What this task involves: Reproduce the entries so that every line matches the original exactly.

Exercise material:

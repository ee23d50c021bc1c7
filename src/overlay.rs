//! Text overlay layout for displaying a [`FrameReport`].
//!
//! Drawing is up to the caller. This module only decides *what* to show and provides a default
//! placement for it: the frame rate in the top left corner, a column of gesture labels below it,
//! and each hand's handedness next to its wrist.

use nalgebra::{Point2, Vector2};

use crate::{
    frame::FrameReport,
    hand::{gesture::GestureResult, landmark::LandmarkSet},
    resolution::Resolution,
};

const FPS_POS: [f32; 2] = [30.0, 50.0];
const PINCH_POS: [f32; 2] = [50.0, 100.0];
const OPEN_POS: [f32; 2] = [50.0, 150.0];
const NUMBER_POS: [f32; 2] = [50.0, 200.0];

/// Offset of the handedness label from the wrist.
const WRIST_LABEL_OFFSET: [f32; 2] = [-20.0, -20.0];

/// What a [`TextLabel`] describes.
#[derive(Debug, Clone, Copy, PartialEq, Eq)]
pub enum LabelKind {
    FrameRate,
    Pinch,
    Open,
    Number,
    Handedness,
}

/// A line of text to draw at a pixel position.
#[derive(Debug, Clone, PartialEq)]
pub struct TextLabel {
    pub kind: LabelKind,
    pub text: String,
    /// Bottom-left corner of the text, in pixels.
    pub pos: Point2<f32>,
}

impl TextLabel {
    fn new(kind: LabelKind, text: String, [x, y]: [f32; 2]) -> Self {
        Self {
            kind,
            text,
            pos: Point2::new(x, y),
        }
    }
}

/// Returns the labels describing a single hand.
///
/// The number label is only produced for 1 to 5 extended fingers; a closed fist shows no number.
pub fn hand_labels(hand: &GestureResult, res: Resolution) -> Vec<TextLabel> {
    let mut labels = Vec::new();
    if hand.is_pinch() {
        labels.push(TextLabel::new(
            LabelKind::Pinch,
            "Click Detected".into(),
            PINCH_POS,
        ));
    }
    if hand.is_open() {
        labels.push(TextLabel::new(
            LabelKind::Open,
            "Open Detected".into(),
            OPEN_POS,
        ));
    }
    if let Some(n) = hand.number() {
        labels.push(TextLabel::new(
            LabelKind::Number,
            format!("Number: {n}"),
            NUMBER_POS,
        ));
    }

    let pos = hand.wrist().to_pixels(res) + Vector2::from(WRIST_LABEL_OFFSET);
    labels.push(TextLabel {
        kind: LabelKind::Handedness,
        text: hand.handedness().to_string(),
        pos,
    });
    labels
}

/// Returns all labels for a frame, starting with the frame rate.
pub fn labels(report: &FrameReport, res: Resolution) -> Vec<TextLabel> {
    let fps = TextLabel::new(
        LabelKind::FrameRate,
        // Truncated, not rounded.
        format!("FPS: {}", report.frame_rate() as u32),
        FPS_POS,
    );
    let mut labels = vec![fps];
    for hand in report.hands() {
        labels.extend(hand_labels(hand, res));
    }
    labels
}

/// Returns the bones of the hand skeleton as pixel-space line segments.
pub fn skeleton(set: &LandmarkSet, res: Resolution) -> Vec<(Point2<f32>, Point2<f32>)> {
    set.bones()
        .map(|(a, b)| (a.to_pixels(res), b.to_pixels(res)))
        .collect()
}

#[cfg(test)]
mod tests {
    use std::time::{Duration, Instant};

    use approx::assert_relative_eq;

    use crate::{
        frame::FrameEvaluator,
        hand::landmark::{Finger, Handedness, LandmarkIdx},
        test::HandBuilder,
    };

    use super::*;

    const RES: Resolution = Resolution::RES_VGA;

    fn texts(labels: &[TextLabel]) -> Vec<&str> {
        labels.iter().map(|l| l.text.as_str()).collect()
    }

    #[test]
    fn fist_has_no_number() {
        let mut eval = FrameEvaluator::default();
        let report = eval.evaluate(&[HandBuilder::fist(Handedness::Left).build()], RES);
        assert_eq!(texts(&labels(&report, RES)), ["FPS: 0", "Left"]);
    }

    #[test]
    fn open_hand_labels() {
        let set = HandBuilder::open(Handedness::Right)
            .at(LandmarkIdx::Wrist, 320.0, 440.0)
            .build();
        let mut eval = FrameEvaluator::default();
        let t0 = Instant::now();
        eval.evaluate_at(t0, &[], RES);
        let report = eval.evaluate_at(t0 + Duration::from_millis(32), &[set], RES);

        let labels = labels(&report, RES);
        assert_eq!(
            texts(&labels),
            ["FPS: 31", "Open Detected", "Number: 5", "Right"]
        );
        let wrist = &labels[3];
        assert_eq!(wrist.kind, LabelKind::Handedness);
        assert_relative_eq!(wrist.pos.x, 300.0, epsilon = 1e-3);
        assert_relative_eq!(wrist.pos.y, 420.0, epsilon = 1e-3);
    }

    #[test]
    fn pinch_label() {
        let set = HandBuilder::fist(Handedness::Right)
            .extend(Finger::Index)
            .at(LandmarkIdx::ThumbTip, 275.0, 215.0)
            .build();
        let mut eval = FrameEvaluator::default();
        let report = eval.evaluate(&[set], RES);
        let labels = hand_labels(&report.hands()[0], RES);
        assert_eq!(labels[0].kind, LabelKind::Pinch);
        assert_eq!(labels[0].text, "Click Detected");
    }

    #[test]
    fn skeleton_segments() {
        let set = HandBuilder::fist(Handedness::Left).build();
        let segments = skeleton(&set, RES);
        assert_eq!(segments.len(), 21);
        assert_relative_eq!(segments[0].0.x, 320.0, epsilon = 1e-3);
        assert_relative_eq!(segments[0].0.y, 400.0, epsilon = 1e-3);
    }
}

Answer box:
repository ee23d50c021bc1c7
filename src/overlay.rs
//! Text overlay layout for displaying a [`FrameReport`].
//!
//! Drawing is up to the caller. This module only decides *what* to show and provides a default
//! placement for it: the frame rate in the top left corner, a column of gesture labels below it,
//! and each hand's handedness next to its wrist.

use nalgebra::{Point2, Vector2};

use crate::{
    frame::FrameReport,
    hand::{gesture::GestureResult, landmark::LandmarkSet},
    resolution::Resolution,
};

const FPS_POS: [f32; 2] = [30.0, 50.0];
const PINCH_POS: [f32; 2] = [50.0, 100.0];
const OPEN_POS: [f32; 2] = [50.0, 150.0];
const NUMBER_POS: [f32; 2] = [50.0, 200.0];

/// Offset of the handedness label from the wrist.
const WRIST_LABEL_OFFSET: [f32; 2] = [-20.0, -20.0];

/// What a [`TextLabel`] describes.
#[derive(Debug, Clone, Copy, PartialEq, Eq)]
pub enum LabelKind {
    FrameRate,
    Pinch,
    Open,
    Number,
    Handedness,
}

/// A line of text to draw at a pixel position.
#[derive(Debug, Clone, PartialEq)]
pub struct TextLabel {
    pub kind: LabelKind,
    pub text: String,
    /// Bottom-left corner of the text, in pixels.
    pub pos: Point2<f32>,
}

impl TextLabel {
    fn new(kind: LabelKind, text: String, [x, y]: [f32; 2]) -> Self {
        Self {
            kind,
            text,
            pos: Point2::new(x, y),
        }
    }
}

/// Returns the labels describing a single hand.
///
/// The number label is only produced for 1 to 5 extended fingers; a closed fist shows no number.
pub fn hand_labels(hand: &GestureResult, res: Resolution) -> Vec<TextLabel> {
    let mut labels = Vec::new();
    if hand.is_pinch() {
        labels.push(TextLabel::new(
            LabelKind::Pinch,
            "Click Detected".into(),
            PINCH_POS,
        ));
    }
    if hand.is_open() {
        labels.push(TextLabel::new(
            LabelKind::Open,
            "Open Detected".into(),
            OPEN_POS,
        ));
    }
    if let Some(n) = hand.number() {
        labels.push(TextLabel::new(
            LabelKind::Number,
            format!("Number: {n}"),
            NUMBER_POS,
        ));
    }

    let pos = hand.wrist().to_pixels(res) + Vector2::from(WRIST_LABEL_OFFSET);
    labels.push(TextLabel {
        kind: LabelKind::Handedness,
        text: hand.handedness().to_string(),
        pos,
    });
    labels
}

/// Returns all labels for a frame, starting with the frame rate.
pub fn labels(report: &FrameReport, res: Resolution) -> Vec<TextLabel> {
    let fps = TextLabel::new(
        LabelKind::FrameRate,
        // Truncated, not rounded.
        format!("FPS: {}", report.frame_rate() as u32),
        FPS_POS,
    );
    let mut labels = vec![fps];
    for hand in report.hands() {
        labels.extend(hand_labels(hand, res));
    }
    labels
}

/// Returns the bones of the hand skeleton as pixel-space line segments.
pub fn skeleton(set: &LandmarkSet, res: Resolution) -> Vec<(Point2<f32>, Point2<f32>)> {
    set.bones()
        .map(|(a, b)| (a.to_pixels(res), b.to_pixels(res)))
        .collect()
}

#[cfg(test)]
mod tests {
    use std::time::{Duration, Instant};

    use approx::assert_relative_eq;

    use crate::{
        frame::FrameEvaluator,
        hand::landmark::{Finger, Handedness, LandmarkIdx},
        test::HandBuilder,
    };

    use super::*;

    const RES: Resolution = Resolution::RES_VGA;

    fn texts(labels: &[TextLabel]) -> Vec<&str> {
        labels.iter().map(|l| l.text.as_str()).collect()
    }

    #[test]
    fn fist_has_no_number() {
        let mut eval = FrameEvaluator::default();
        let report = eval.evaluate(&[HandBuilder::fist(Handedness::Left).build()], RES);
        assert_eq!(texts(&labels(&report, RES)), ["FPS: 0", "Left"]);
    }

    #[test]
    fn open_hand_labels() {
        let set = HandBuilder::open(Handedness::Right)
            .at(LandmarkIdx::Wrist, 320.0, 440.0)
            .build();
        let mut eval = FrameEvaluator::default();
        let t0 = Instant::now();
        eval.evaluate_at(t0, &[], RES);
        let report = eval.evaluate_at(t0 + Duration::from_millis(32), &[set], RES);

        let labels = labels(&report, RES);
        assert_eq!(
            texts(&labels),
            ["FPS: 31", "Open Detected", "Number: 5", "Right"]
        );
        let wrist = &labels[3];
        assert_eq!(wrist.kind, LabelKind::Handedness);
        assert_relative_eq!(wrist.pos.x, 300.0, epsilon = 1e-3);
        assert_relative_eq!(wrist.pos.y, 420.0, epsilon = 1e-3);
    }

    #[test]
    fn pinch_label() {
        let set = HandBuilder::fist(Handedness::Right)
            .extend(Finger::Index)
            .at(LandmarkIdx::ThumbTip, 275.0, 215.0)
            .build();
        let mut eval = FrameEvaluator::default();
        let report = eval.evaluate(&[set], RES);
        let labels = hand_labels(&report.hands()[0], RES);
        assert_eq!(labels[0].kind, LabelKind::Pinch);
        assert_eq!(labels[0].text, "Click Detected");
    }

    #[test]
    fn skeleton_segments() {
        let set = HandBuilder::fist(Handedness::Left).build();
        let segments = skeleton(&set, RES);
        assert_eq!(segments.len(), 21);
        assert_relative_eq!(segments[0].0.x, 320.0, epsilon = 1e-3);
        assert_relative_eq!(segments[0].0.y, 400.0, epsilon = 1e-3);
    }
}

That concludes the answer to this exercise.